13. Severability. If any provision or provisions of this Agreement shall be held to be invalid, illegal or unenforceable for any reason whatsoever: (i) the validity, legality, and enforceability of the remaining provisions of this Agreement (including, without limitation, each portion of any Section, paragraph or sentence of this Agreement containing any such provision held to be invalid, illegal or unenforceable, that is not itself invalid, illegal or unenforceable) shall not in any way be affected or impaired thereby and shall remain enforceable to the fullest extent permitted by law; (ii) such provision or provisions shall be deemed reformed to the fullest extent necessary to conform to applicable law and to give the maximum effect to the intent of the parties hereto; and (iii) to the fullest extent possible, the provisions of this Agreement (including, without limitation, each portion of any Section, paragraph or sentence of this Agreement containing any such provision held to be invalid, illegal or unenforceable, that is not itself invalid, illegal or unenforceable) shall be construed so as to give effect to the intent manifested thereby. Without limiting the generality of the foregoing, this Agreement is intended to confer upon Indemnitee indemnification rights to the fullest extent permitted by applicable laws.

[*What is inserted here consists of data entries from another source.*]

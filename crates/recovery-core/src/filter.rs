use recovery_api::data_id::{DataId, DataKind};
use std::collections::{BTreeSet, HashSet};

/// Classifies a manifest and keeps the ids of one kind.
pub fn select<S: AsRef<str>>(manifest: &[S], kind: DataKind) -> Vec<DataId> {
    manifest
        .iter()
        .map(|raw| DataId::parse(raw.as_ref()))
        .filter(|id| id.kind() == kind)
        .collect()
}

/// Drops candidates whose natural key is already known or excluded.
///
/// Duplicate ids collapse. The result does not depend on input order, and
/// filtering an already filtered set changes nothing. This only saves work:
/// the store merge is what guarantees uniqueness.
pub fn filter_candidates<I>(
    candidates: I,
    existing: &HashSet<String>,
    excluded: &HashSet<String>,
) -> BTreeSet<DataId>
where
    I: IntoIterator<Item = DataId>,
{
    candidates
        .into_iter()
        .filter(|id| {
            let key = id.natural_key();
            !existing.contains(key) && !excluded.contains(key)
        })
        .collect()
}
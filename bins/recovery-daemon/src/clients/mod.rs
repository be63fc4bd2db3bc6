pub mod channel_http;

14. Enforcement and Binding Effect.

(a) The Company expressly confirms and agrees that it has entered into this Agreement and assumed the obligations imposed on it hereby in order to induce Indemnitee to serve as a director or officer of the Company, and the Company acknowledges that Indemnitee is relying upon this Agreement in serving or continuing to serve as a director or officer of the Company.

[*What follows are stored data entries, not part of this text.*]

use serde::{Deserialize, Serialize};
use std::time::Duration;

#[derive(Clone, Debug, Serialize, Deserialize, PartialEq, Eq)]
#[serde(deny_unknown_fields, default)]
pub struct SyncConfig {
    pub max_parallel_downloads: usize,
    pub item_timeout_ms: u64,
    pub poll_interval_ms: u64,
    pub max_photo_bytes: usize,
}

impl Default for SyncConfig {
    fn default() -> Self {
        Self {
            max_parallel_downloads: 4,
            item_timeout_ms: 10_000,
            poll_interval_ms: 3_000,
            max_photo_bytes: 5 * 1024 * 1024,
        }
    }
}

impl SyncConfig {
    pub fn fan_out(&self) -> usize {
        self.max_parallel_downloads.max(1)
    }

    pub fn item_timeout(&self) -> Duration {
        Duration::from_millis(self.item_timeout_ms)
    }

    pub fn poll_interval(&self) -> Duration {
        Duration::from_millis(self.poll_interval_ms)
    }
}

(b) This Agreement constitutes the entire agreement between the parties hereto with respect to the subject matter hereof and supersedes all prior agreements and understandings, oral, written and implied, between the parties hereto with respect to the subject matter hereof; provided, however, that this Agreement is a supplement to and in furtherance of the Charter, the Bylaws, any directors’ and officers’ insurance maintained by the Company and applicable law, and shall not be deemed a substitute therefor, nor to diminish or abrogate any rights of Indemnitee thereunder.

 

14


(c) The Company shall require and cause any successor (whether direct or indirect by purchase, merger, consolidation or otherwise) to all or substantially all of the business and/or assets of the Company to expressly assume and agree to perform this Agreement in the same manner and to the same extent that the Company would be required to perform if no such succession had taken place.

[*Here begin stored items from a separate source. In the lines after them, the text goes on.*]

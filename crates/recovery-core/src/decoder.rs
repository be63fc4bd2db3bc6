//! Per-item fetch, decrypt, validate and image resolution.
//!
//! Every operation returns `Err(DecodeError)` instead of a record when the item
//! cannot be used; callers skip the item and carry on with the batch.

use crate::channel::{ChannelId, ChannelTransport};
use crate::cipher::{PayloadCipher, SymmetricKey};
use crate::config::SyncConfig;
use crate::error::{DecodeError, ImageError};
use crate::images::ImageStore;
use crate::session::RecoverySession;
use log::debug;
use recovery_api::data_id::DataId;
use recovery_api::types::{
    ConnectionPayload, ConnectionRecord, Cosignature, GroupPayload, GroupRecord, ProfilePayload,
    ProfileRecord, RecoveryBootstrap,
};
use recovery_api::validation::{
    validate_bootstrap, validate_connection, validate_group, validate_profile,
};
use serde::de::DeserializeOwned;

/// A decoded self profile together with the identity it claims to belong to.
#[derive(Clone, Debug, PartialEq, Eq)]
pub struct ProfileCandidate {
    pub owner: String,
    pub profile: ProfileRecord,
}

pub struct EntityDecoder<'a> {
    channel: &'a dyn ChannelTransport,
    cipher: &'a dyn PayloadCipher,
    images: &'a dyn ImageStore,
    config: &'a SyncConfig,
    channel_id: &'a ChannelId,
    key: &'a SymmetricKey,
}

impl<'a> EntityDecoder<'a> {
    pub fn new(
        channel: &'a dyn ChannelTransport,
        cipher: &'a dyn PayloadCipher,
        images: &'a dyn ImageStore,
        config: &'a SyncConfig,
        session: &'a RecoverySession,
    ) -> Self {
        Self {
            channel,
            cipher,
            images,
            config,
            channel_id: session.channel_id(),
            key: session.key(),
        }
    }

    async fn fetch(&self, id: &DataId) -> Result<Vec<u8>, DecodeError> {
        let data_id = id.to_string();
        let download = self.channel.download(self.channel_id, &data_id);
        let encrypted = tokio::time::timeout(self.config.item_timeout(), download)
            .await
            .map_err(|_| DecodeError::Timeout)?
            .map_err(DecodeError::Unavailable)?;
        self.cipher
            .decrypt(&encrypted, self.key)
            .map_err(DecodeError::Undecryptable)
    }

    async fn fetch_json<T: DeserializeOwned>(&self, id: &DataId) -> Result<T, DecodeError> {
        let plaintext = self.fetch(id).await?;
        serde_json::from_slice(&plaintext).map_err(|e| DecodeError::Malformed(e.to_string()))
    }

    async fn resolve_photo(
        &self,
        name: &str,
        photo: Option<String>,
    ) -> Result<Option<String>, DecodeError> {
        let photo = match photo {
            Some(p) if !p.trim().is_empty() => p,
            _ => return Ok(None),
        };
        if photo.len() / 4 * 3 > self.config.max_photo_bytes {
            return Err(DecodeError::Image(ImageError::TooLarge));
        }
        let filename = self
            .images
            .persist(name, &photo)
            .await
            .map_err(DecodeError::Image)?;
        Ok(Some(filename))
    }

    fn check_key(id: &DataId, found: &str) -> Result<(), DecodeError> {
        if id.natural_key() != found {
            return Err(DecodeError::KeyMismatch {
                expected: id.natural_key().to_string(),
                found: found.to_string(),
            });
        }
        Ok(())
    }

    pub async fn connection(&self, id: &DataId) -> Result<ConnectionRecord, DecodeError> {
        let payload: ConnectionPayload = self.fetch_json(id).await?;
        validate_connection(&payload).map_err(DecodeError::MissingData)?;
        Self::check_key(id, &payload.id)?;
        debug!("downloading profile data of connection {}", payload.id);
        let photo = self.resolve_photo(&payload.id, payload.photo).await?;
        Ok(ConnectionRecord {
            id: payload.id,
            name: payload.name,
            score: payload.score,
            photo,
            timestamp: payload.timestamp,
        })
    }

    pub async fn group(&self, id: &DataId) -> Result<GroupRecord, DecodeError> {
        let payload: GroupPayload = self.fetch_json(id).await?;
        validate_group(&payload).map_err(DecodeError::MissingData)?;
        Self::check_key(id, &payload.id)?;
        let photo = self.resolve_photo(&payload.id, payload.photo).await?;
        Ok(GroupRecord {
            id: payload.id,
            aes_key: payload.aes_key,
            photo,
            name: payload.name,
            members: payload.members,
            admins: payload.admins,
        })
    }

    pub async fn signature(&self, id: &DataId) -> Result<Cosignature, DecodeError> {
        self.fetch(id).await.map(Cosignature)
    }

    /// Reads a self profile from either the `data` bundle (owner is its signing
    /// key) or a connection card (owner is the card's id).
    pub async fn profile(&self, id: &DataId) -> Result<ProfileCandidate, DecodeError> {
        let (owner, name, photo) = match id {
            DataId::SelfProfile => {
                let payload: ProfilePayload = self.fetch_json(id).await?;
                validate_profile(&payload).map_err(DecodeError::MissingData)?;
                (payload.signing_key, payload.name.unwrap_or_default(), payload.photo)
            }
            DataId::Connection(_) => {
                let payload: ConnectionPayload = self.fetch_json(id).await?;
                validate_connection(&payload).map_err(DecodeError::MissingData)?;
                Self::check_key(id, &payload.id)?;
                (payload.id, payload.name, payload.photo)
            }
            other => {
                return Err(DecodeError::Malformed(format!(
                    "{} is not a profile source",
                    other
                )))
            }
        };
        let photo = self.resolve_photo(&owner, photo).await?;
        Ok(ProfileCandidate {
            owner,
            profile: ProfileRecord { name, photo },
        })
    }

    pub async fn bootstrap(&self) -> Result<RecoveryBootstrap, DecodeError> {
        let payload: ProfilePayload = self.fetch_json(&DataId::SelfProfile).await?;
        validate_bootstrap(&payload).map_err(DecodeError::MissingData)?;
        Ok(RecoveryBootstrap {
            signing_key: payload.signing_key,
            timestamp: payload.timestamp,
        })
    }
}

(d) The Company and Indemnitee agree herein that a monetary remedy for breach of this Agreement, at some later date, may be inadequate, impracticable and difficult of proof, and further agree that such breach may cause Indemnitee irreparable harm. Accordingly, the parties hereto agree that Indemnitee may enforce this Agreement by seeking injunctive relief and/or specific performance hereof, without any necessity of showing actual damage or irreparable harm and that by seeking injunctive relief and/or specific performance, Indemnitee shall not be precluded from seeking or obtaining any other relief to which Indemnitee may be entitled. The Company and Indemnitee further agree that Indemnitee shall be entitled to such specific performance and injunctive relief, including temporary restraining orders, preliminary injunctions and permanent injunctions, without the necessity of posting bonds or other undertaking in connection therewith. The Company acknowledges that in the absence of a waiver, a bond or undertaking may be required of Indemnitee by the court, and the Company hereby waives any such requirement of such a bond or undertaking.

15. Modification and Waiver. No supplement, modification, termination or amendment of this Agreement shall be binding unless executed in writing by both of the parties hereto. No waiver of any of the provisions of this Agreement shall be deemed or shall constitute a waiver of any other provisions hereof (whether or not similar) nor shall such waiver constitute a continuing waiver.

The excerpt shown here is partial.